Figure 11. Deployment environment

In the example shown above, the final query has the criteria appended to it as an added condition. Based on the the Figure 11 example, the SELECT SQL would append SALES_PERSON = ':::C5/>' And SALES_DATE =':::D5/>'. On refresh the query would be:
SELECT "AJAYA"."SALES"."SALES_DATE", "AJAYA"."SALES"."SALES_PERSON",
"AJAYA"."SALES"."REGION", "AJAYA"."SALES"."SALES"
FROM "AJAYA"."SALES"
WHERE "SALES_PERSON" = 'LEE' AND "SALES_DATE" = '12/31/1995'
|
Linking two bound ranges together can create master detailed scenarios. Predicates for the detail range are bound to columns in the master range. The detail range is refreshed from the master range and the predicate values for it are picked from the current row in the master range (that is, from where the refresh is being initiated).

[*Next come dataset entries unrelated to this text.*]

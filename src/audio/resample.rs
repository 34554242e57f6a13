//! Sample-rate conversion for captured audio
//!
//! Device and file audio arrive at whatever rate the hardware or the WAV
//! header says; the outbound channel always carries the configured capture
//! rate. [`RateConverter`] bridges the two with rubato's FFT resampler.

use anyhow::{bail, Context, Result};
use rubato::{FftFixedIn, Resampler};

const CHUNK: usize = 1024;
const SUB_CHUNKS: usize = 2;

/// Upper bound on silent blocks fed through the filter when flushing
const MAX_TAIL_ROUNDS: usize = 16;

/// Streaming mono sample-rate converter.
///
/// Takes buffers of any size and returns converted samples as soon as a full
/// input chunk is available. The resampler's startup delay is trimmed, so
/// output sample `n` lines up with input time `n / to_rate`.
pub struct RateConverter {
    from_rate: u32,
    to_rate: u32,
    inner: Option<FftFixedIn<f32>>,
    pending: Vec<f32>,
    /// Output samples still owed to the filter delay
    skip: usize,
    received: u64,
    emitted: u64,
}

impl RateConverter {
    pub fn new(from_rate: u32, to_rate: u32) -> Result<Self> {
        if from_rate == 0 || to_rate == 0 {
            bail!("Invalid sample rate conversion {}Hz -> {}Hz", from_rate, to_rate);
        }

        let inner = if from_rate == to_rate {
            None
        } else {
            let resampler = FftFixedIn::<f32>::new(
                from_rate as usize,
                to_rate as usize,
                CHUNK,
                SUB_CHUNKS,
                1,
            )
            .with_context(|| {
                format!("Failed to create {}Hz -> {}Hz resampler", from_rate, to_rate)
            })?;
            Some(resampler)
        };
        let skip = inner.as_ref().map(|r| r.output_delay()).unwrap_or(0);

        Ok(Self {
            from_rate,
            to_rate,
            inner,
            pending: Vec::with_capacity(CHUNK * 2),
            skip,
            received: 0,
            emitted: 0,
        })
    }

    /// True when input and output rates match and samples pass through
    pub fn is_passthrough(&self) -> bool {
        self.inner.is_none()
    }

    /// Number of output samples `received` input samples correspond to
    fn expected_len(&self) -> u64 {
        (self.received as f64 * self.to_rate as f64 / self.from_rate as f64).round() as u64
    }

    /// Feed samples and return whatever output is ready
    pub fn push(&mut self, samples: &[f32]) -> Result<Vec<f32>> {
        self.received += samples.len() as u64;

        let Some(inner) = self.inner.as_mut() else {
            self.emitted += samples.len() as u64;
            return Ok(samples.to_vec());
        };

        self.pending.extend_from_slice(samples);

        let mut out = Vec::new();
        loop {
            let needed = inner.input_frames_next();
            if self.pending.len() < needed {
                break;
            }
            let rest = self.pending.split_off(needed);
            let chunk = std::mem::replace(&mut self.pending, rest);

            let block = inner.process(&[chunk], None).context("Resampling failed")?;
            take_output(&mut self.skip, &mut self.emitted, &mut out, block);
        }
        Ok(out)
    }

    /// Flush buffered input and the filter tail.
    ///
    /// After this, the total output is `received * to_rate / from_rate`
    /// samples, rounded.
    pub fn finish(&mut self) -> Result<Vec<f32>> {
        let expected = self.expected_len();
        let Some(inner) = self.inner.as_mut() else {
            return Ok(Vec::new());
        };

        let mut out = Vec::new();
        if !self.pending.is_empty() {
            let chunk = std::mem::take(&mut self.pending);
            let block = inner
                .process_partial(Some(&[chunk]), None)
                .context("Resampling failed")?;
            take_output(&mut self.skip, &mut self.emitted, &mut out, block);
        }

        let mut rounds = 0;
        while self.emitted < expected && rounds < MAX_TAIL_ROUNDS {
            let block = inner
                .process_partial::<Vec<f32>>(None, None)
                .context("Resampling failed")?;
            take_output(&mut self.skip, &mut self.emitted, &mut out, block);
            rounds += 1;
        }

        if self.emitted > expected {
            let excess = (self.emitted - expected) as usize;
            out.truncate(out.len().saturating_sub(excess));
            self.emitted = expected;
        }
        Ok(out)
    }
}

fn take_output(skip: &mut usize, emitted: &mut u64, out: &mut Vec<f32>, mut block: Vec<Vec<f32>>) {
    let Some(channel) = block.pop() else {
        return;
    };
    let dropped = (*skip).min(channel.len());
    *skip -= dropped;
    *emitted += (channel.len() - dropped) as u64;
    out.extend_from_slice(&channel[dropped..]);
}

/// Convert a complete mono buffer from `from_rate` to `to_rate`
pub fn resample(samples: &[f32], from_rate: u32, to_rate: u32) -> Result<Vec<f32>> {
    let mut converter = RateConverter::new(from_rate, to_rate)?;
    let mut out = converter.push(samples)?;
    out.extend(converter.finish()?);
    Ok(out)
}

Once the users have created both the master (Sheet1!SALESibmExternalData)and detail ranges (Sheet!STAFFibmExternalData), they can link them by selecting the detail range as the Cascade Range property of the master range.
Figure 12. Master detail

The next step is to create a QBE for the detail and bind at least one predicate (NAME) for the detail range to a cell (D2 i.e SALES_PERSONcolumn) in the master range. Now if the user brings up the Office Connect popup menu from within the master range, another menu item Refresh Detail: STAFF is added to it. On clicking this menu item, the detail range is refreshed using the value (LEE) from the SALES_PERSON column (D5) in the current row of the master range and substituting it in the NAME predicate of the details ranges refresh SQL.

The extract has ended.